I was really looking forward to this movie based upon the fun I had with Deadpool 1. But I was disappointed to the extent that I found myself yawning at least a couple of times and laughing very little. My negative reaction goes very much against the grain in that it got high critics’ reviews ( 84% on Rotten Tomatoes) and mosyly praise from theater goers. My review is heavily based upon a review by  Alex Doenau of Trespass Magazine which I found expressed my sentiments almost exactly and to whom I give credit.

 DEADPOOL   2.7***
       You think you’re doing something different, and you make 15 times your budget back. Success! So you bring back your star, give him a writing credit and you think you’re getting more of the same, for only a little bit more money. That’s the theory behind Deadpool 2. Little did they know that they were essentially getting another X-Men movie, but with swearing and gore.  
Immortal mutant Wade “Deadpool” Wilson (Ryan Reynolds) takes a break from killing bad guys internationally so that he can protect an angry young pyrotechnical mutant Russell  from the wrath of time-traveling assassin Cable (Josh Brolin, Avengers).

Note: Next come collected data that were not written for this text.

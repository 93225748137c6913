//! Cloud API client configuration.
//!
//! # Example
//!
//! ```toml
//! [provider]
//! timeout_secs = 30
//!
//! [provider.retry]
//! max_retries = 3
//! initial_delay_ms = 200
//! ```

use serde::{Deserialize, Serialize};

/// HTTP client settings shared by every account's session.
#[derive(Debug, Clone, Serialize, Deserialize)]
#[serde(deny_unknown_fields)]
pub struct ProviderConfig {
    /// Per-request timeout in seconds.
    /// Default: 30
    #[serde(default = "default_timeout_secs")]
    pub timeout_secs: u64,

    /// Retry policy for read-only requests (listing, token exchange).
    /// Image deletions are never retried within a run.
    #[serde(default)]
    pub retry: RetryConfig,
}

impl Default for ProviderConfig {
    fn default() -> Self {
        Self {
            timeout_secs: default_timeout_secs(),
            retry: RetryConfig::default(),
        }
    }
}

fn default_timeout_secs() -> u64 {
    30
}

impl ProviderConfig {
    pub fn timeout(&self) -> std::time::Duration {
        std::time::Duration::from_secs(self.timeout_secs)
    }
}

/// Retry configuration with exponential backoff.
#[derive(Debug, Clone, Serialize, Deserialize)]
#[serde(deny_unknown_fields)]
pub struct RetryConfig {
    /// Whether retries are enabled.
    #[serde(default = "default_true")]
    pub enabled: bool,

    /// Maximum number of retry attempts (not including the initial request).
    #[serde(default = "default_max_retries")]
    pub max_retries: u32,

    /// Initial delay before first retry in milliseconds.
    #[serde(default = "default_initial_delay_ms")]
    pub initial_delay_ms: u64,

    /// Maximum delay between retries in milliseconds.
    #[serde(default = "default_max_delay_ms")]
    pub max_delay_ms: u64,

    /// Multiplier for exponential backoff.
    #[serde(default = "default_backoff_multiplier")]
    pub backoff_multiplier: f64,

    /// Add random jitter to delays (percentage, 0.0-1.0).
    #[serde(default = "default_jitter")]
    pub jitter: f64,

    /// Status codes that should trigger a retry.
    /// Default: 429 (rate limit), 500, 502, 503, 504 (server errors).
    #[serde(default = "default_retryable_status_codes")]
    pub retryable_status_codes: Vec<u16>,
}

impl Default for RetryConfig {
    fn default() -> Self {
        Self {
            enabled: true,
            max_retries: default_max_retries(),
            initial_delay_ms: default_initial_delay_ms(),
            max_delay_ms: default_max_delay_ms(),
            backoff_multiplier: default_backoff_multiplier(),
            jitter: default_jitter(),
            retryable_status_codes: default_retryable_status_codes(),
        }
    }
}

impl RetryConfig {
    /// A policy that never retries.
    pub fn disabled() -> Self {
        Self {
            enabled: false,
            ..Self::default()
        }
    }

    /// Check if a status code should trigger a retry.
    pub fn should_retry_status(&self, status: u16) -> bool {
        self.enabled && self.retryable_status_codes.contains(&status)
    }

    /// Calculate the delay for a given retry attempt (0-indexed).
    pub fn delay_for_attempt(&self, attempt: u32) -> std::time::Duration {
        let base_delay =
            (self.initial_delay_ms as f64) * self.backoff_multiplier.powi(attempt as i32);
        let capped_delay = base_delay.min(self.max_delay_ms as f64);

        // Add jitter
        let jitter_range = capped_delay * self.jitter;
        let jitter = if jitter_range > 0.0 {
            use rand::Rng;
            rand::thread_rng().gen_range(-jitter_range..jitter_range)
        } else {
            0.0
        };

        let final_delay = (capped_delay + jitter).max(0.0);
        std::time::Duration::from_millis(final_delay as u64)
    }
}

fn default_max_retries() -> u32 {
    3
}

fn default_initial_delay_ms() -> u64 {
    200
}

fn default_max_delay_ms() -> u64 {
    10_000
}

fn default_backoff_multiplier() -> f64 {
    2.0
}

fn default_jitter() -> f64 {
    0.1
}

fn default_retryable_status_codes() -> Vec<u16> {
    vec![429, 500, 502, 503, 504]
}

fn default_true() -> bool {
    true
}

The whole thing about Deadpool is that he’s supposed to be irreverent and rude. Deadpool 2 sees him plunged into a deep depression almost from the very start, and the way the writers, including  Reynolds, have fashioned the character means that he doesn’t really have the capacity for drama. Deadpool is designed to be annoying to his enemies, but he becomes irritating to the audience as well.   Fourth wall-breaking (speaking directly to the camera/audience) for the sake of it helps no one, and it does not cloak the fact that this movie is  about helping a misfit mutant to feel like he belongs in a world that has been cruel and tortuous to him; in other words, the themes that have defined 18 years of X-Men films. 

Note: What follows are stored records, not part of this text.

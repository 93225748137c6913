//! Cloud accounts subject to cleanup.
//!
//! Accounts are discovered from the environment once per run (see
//! [`discovery`]) and are immutable afterwards.

pub mod discovery;

use std::{
    collections::{BTreeMap, BTreeSet},
    fmt,
};

pub use discovery::{Discovery, DiscoveryIssue, IndexedAccounts, discover_accounts};

use crate::routing::Service;

/// Where an account's configuration was read from.
#[derive(Debug, Clone, Copy, PartialEq, Eq, PartialOrd, Ord, Hash)]
pub enum AccountSlot {
    /// `YC_CLOUD_ID`, `YC_SA_ID`, ...
    Base,
    /// `YC_ORG_CLOUD_ID`, `YC_ORG_SA_ID`, ...
    Organization,
    /// `YC_CLOUD_ID_{i}`, `YC_SA_ID_{i}`, ...
    Indexed(usize),
}

impl AccountSlot {
    /// Full variable name for `stem` in this slot, e.g. `CLOUD_ID` becomes
    /// `YC_ORG_CLOUD_ID` for the organization slot.
    pub fn var(&self, stem: &str) -> String {
        match self {
            AccountSlot::Base => format!("YC_{stem}"),
            AccountSlot::Organization => format!("YC_ORG_{stem}"),
            AccountSlot::Indexed(i) => format!("YC_{stem}_{i}"),
        }
    }
}

impl fmt::Display for AccountSlot {
    fn fmt(&self, f: &mut fmt::Formatter<'_>) -> fmt::Result {
        match self {
            AccountSlot::Base => f.write_str("base"),
            AccountSlot::Organization => f.write_str("organization"),
            AccountSlot::Indexed(i) => write!(f, "account-{i}"),
        }
    }
}

/// Service-account credentials used to obtain IAM tokens.
#[derive(Clone, PartialEq, Eq)]
pub struct ServiceAccountKey {
    pub service_account_id: String,
    pub access_key_id: String,
    /// PEM-encoded private key.
    pub private_key: String,
}

impl ServiceAccountKey {
    pub fn new(
        service_account_id: impl Into<String>,
        access_key_id: impl Into<String>,
        private_key: impl Into<String>,
    ) -> Self {
        Self {
            service_account_id: service_account_id.into(),
            access_key_id: access_key_id.into(),
            private_key: private_key.into(),
        }
    }
}

impl fmt::Debug for ServiceAccountKey {
    fn fmt(&self, f: &mut fmt::Formatter<'_>) -> fmt::Result {
        f.debug_struct("ServiceAccountKey")
            .field("service_account_id", &self.service_account_id)
            .field("access_key_id", &self.access_key_id)
            .field("private_key", &"[REDACTED]")
            .finish()
    }
}

/// Per-account endpoint overrides, keyed by service.
#[derive(Debug, Clone, Default, PartialEq, Eq)]
pub struct EndpointOverrides(BTreeMap<Service, String>);

impl EndpointOverrides {
    pub fn with(mut self, service: Service, endpoint: impl Into<String>) -> Self {
        self.insert(service, endpoint);
        self
    }

    pub fn insert(&mut self, service: Service, endpoint: impl Into<String>) {
        self.0.insert(service, endpoint.into());
    }

    pub fn get(&self, service: Service) -> Option<&str> {
        self.0.get(&service).map(String::as_str)
    }

    pub fn is_empty(&self) -> bool {
        self.0.is_empty()
    }

    pub fn iter(&self) -> impl Iterator<Item = (Service, &str)> {
        self.0.iter().map(|(s, e)| (*s, e.as_str()))
    }
}

/// One cloud account to process.
#[derive(Debug, Clone, PartialEq, Eq)]
pub struct AccountConfig {
    pub slot: AccountSlot,
    pub cloud_id: String,
    pub credentials: ServiceAccountKey,
    /// Restricts processing to these folders. `None` means every folder of
    /// the cloud. Listing order is kept; this is only a membership filter.
    pub folder_ids: Option<BTreeSet<String>>,
    pub endpoint_overrides: EndpointOverrides,
    /// `None` inherits the process-wide default.
    pub use_custom_resolver: Option<bool>,
}

impl AccountConfig {
    /// Label used in logs, metrics and the run report.
    pub fn label(&self) -> String {
        self.slot.to_string()
    }

    /// Whether `folder_id` passes this account's folder filter.
    pub fn includes_folder(&self, folder_id: &str) -> bool {
        self.folder_ids
            .as_ref()
            .is_none_or(|ids| ids.contains(folder_id))
    }
}

#[cfg(test)]
mod tests {
    use super::*;

    #[test]
    fn test_slot_variable_names() {
        assert_eq!(AccountSlot::Base.var("CLOUD_ID"), "YC_CLOUD_ID");
        assert_eq!(AccountSlot::Organization.var("SA_ID"), "YC_ORG_SA_ID");
        assert_eq!(
            AccountSlot::Indexed(2).var("SA_PRIVATE_KEY"),
            "YC_SA_PRIVATE_KEY_2"
        );
    }

    #[test]
    fn test_slot_labels() {
        assert_eq!(AccountSlot::Base.to_string(), "base");
        assert_eq!(AccountSlot::Organization.to_string(), "organization");
        assert_eq!(AccountSlot::Indexed(7).to_string(), "account-7");
    }

    #[test]
    fn test_debug_redacts_private_key() {
        let key = ServiceAccountKey::new("aje-sa", "ajk-key", "super-secret-pem");
        let debug = format!("{key:?}");
        assert!(debug.contains("aje-sa"));
        assert!(debug.contains("[REDACTED]"));
        assert!(!debug.contains("super-secret-pem"));
    }

    #[test]
    fn test_folder_filter() {
        let mut account = AccountConfig {
            slot: AccountSlot::Base,
            cloud_id: "b1g".into(),
            credentials: ServiceAccountKey::new("sa", "key", "pem"),
            folder_ids: None,
            endpoint_overrides: EndpointOverrides::default(),
            use_custom_resolver: None,
        };
        assert!(account.includes_folder("anything"));

        account.folder_ids = Some(BTreeSet::from(["f1".to_string(), "f3".to_string()]));
        assert!(account.includes_folder("f3"));
        assert!(!account.includes_folder("f2"));
    }
}
//! IAM token exchange for service-account keys.
//!
//! A short-lived PS256 JWT, signed with the account's private key and carrying
//! the access key id as `kid`, is exchanged for an IAM token. The token is
//! cached and reused until it is close to expiry.

use chrono::{DateTime, Duration, Utc};
use jsonwebtoken::{Algorithm, EncodingKey, Header};
use reqwest::header::CONTENT_TYPE;
use tokio::sync::Mutex;

use super::{
    PROVIDER_NAME,
    types::{ApiErrorBody, IamTokenRequest, IamTokenResponse, JwtClaims},
};
use crate::{
    accounts::ServiceAccountKey,
    config::RetryConfig,
    providers::{ProviderError, retry::with_retry},
};

/// Audience the IAM service expects in every exchange JWT, regardless of which
/// endpoint the request is sent to.
pub const TOKEN_AUDIENCE: &str = "https://iam.api.cloud.yandex.net/iam/v1/tokens";

/// Lifetime of the signed JWT. The IAM service rejects anything over an hour.
const JWT_LIFETIME_SECS: i64 = 3600;

/// Refresh the IAM token this long before it expires.
const REFRESH_MARGIN_SECS: i64 = 300;

struct CachedToken {
    token: String,
    expires_at: DateTime<Utc>,
}

/// Produces IAM tokens for one service account.
pub struct IamTokenSource {
    http: reqwest::Client,
    retry: RetryConfig,
    token_url: String,
    service_account_id: String,
    access_key_id: String,
    key: EncodingKey,
    cached: Mutex<Option<CachedToken>>,
}

impl IamTokenSource {
    /// Parse the private key up front so a malformed key fails session setup
    /// instead of the first API call.
    pub fn new(
        http: reqwest::Client,
        retry: RetryConfig,
        token_url: String,
        credentials: &ServiceAccountKey,
    ) -> Result<Self, ProviderError> {
        let key = EncodingKey::from_rsa_pem(credentials.private_key.as_bytes())
            .map_err(|e| ProviderError::InvalidKey(e.to_string()))?;

        Ok(Self {
            http,
            retry,
            token_url,
            service_account_id: credentials.service_account_id.clone(),
            access_key_id: credentials.access_key_id.clone(),
            key,
            cached: Mutex::new(None),
        })
    }

    /// Current IAM token, exchanging a new one when missing or near expiry.
    pub async fn token(&self) -> Result<String, ProviderError> {
        let mut cached = self.cached.lock().await;

        if let Some(current) = cached.as_ref()
            && current.expires_at - Duration::seconds(REFRESH_MARGIN_SECS) > Utc::now()
        {
            return Ok(current.token.clone());
        }

        let fresh = self.exchange().await?;
        let token = fresh.token.clone();
        *cached = Some(fresh);
        Ok(token)
    }

    fn sign_jwt(&self, now: DateTime<Utc>) -> Result<String, ProviderError> {
        let mut header = Header::new(Algorithm::PS256);
        header.kid = Some(self.access_key_id.clone());

        let claims = JwtClaims {
            iss: self.service_account_id.clone(),
            aud: TOKEN_AUDIENCE.to_string(),
            iat: now.timestamp(),
            exp: now.timestamp() + JWT_LIFETIME_SECS,
        };

        jsonwebtoken::encode(&header, &claims, &self.key)
            .map_err(|e| ProviderError::Auth(format!("failed to sign JWT: {e}")))
    }

    async fn exchange(&self) -> Result<CachedToken, ProviderError> {
        let jwt = self.sign_jwt(Utc::now())?;

        // Pre-serialize so retries clone bytes instead of re-encoding
        let body = serde_json::to_vec(&IamTokenRequest { jwt: &jwt })
            .map_err(|e| ProviderError::Auth(e.to_string()))?;

        let response = with_retry(&self.retry, "iam_token", || {
            self.http
                .post(&self.token_url)
                .header(CONTENT_TYPE, "application/json")
                .body(body.clone())
                .send()
        })
        .await?;

        let status = response.status();
        if !status.is_success() {
            let body = response.text().await.unwrap_or_default();
            let message = serde_json::from_str::<ApiErrorBody>(&body)
                .ok()
                .and_then(|b| b.message)
                .unwrap_or(body);
            return Err(ProviderError::Auth(format!(
                "{PROVIDER_NAME} IAM returned {status}: {message}"
            )));
        }

        let parsed: IamTokenResponse = response
            .json()
            .await
            .map_err(|e| ProviderError::Decode(e.to_string()))?;

        tracing::debug!(
            service_account_id = %self.service_account_id,
            expires_at = %parsed.expires_at,
            "Obtained IAM token"
        );

        Ok(CachedToken {
            token: parsed.iam_token,
            expires_at: parsed.expires_at,
        })
    }
}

 Deadpool 2 is strangely charmless, as if they thought they’d worked hard enough in the first, so that henceforth they only needed to be cruel, trot out some of the same jokes and struggle for relevance. While it is true there’s more than one way to be funny, Deadpool 2 is not particularly so. The worst crime, however, is the inability of Deadpool 2 to strike a tone, or balance pathos with comedy. It is a movie that cancels itself out..
    Deadpool 2 is everything that it is supposed to rail against: a generic comic book movie that is only a step above the lesser entries in the Marvel/Fox continuum. The best scenes come after many will have already left the cinema — not having been trained to stay for the credits  and these credits make you wonder why the rest of the movie wasn’t much better. Deadpool 2 is vulgar enough to entertain less-demanding audiences, but the discerning viewer knows from experience that you can incorporate these elements into an overall stronger film. Perhaps  Deadpool 2 is merely the difficult second album; but to me whatever good will Reynolds had built up in Deadpool 1 is quickly squandered here.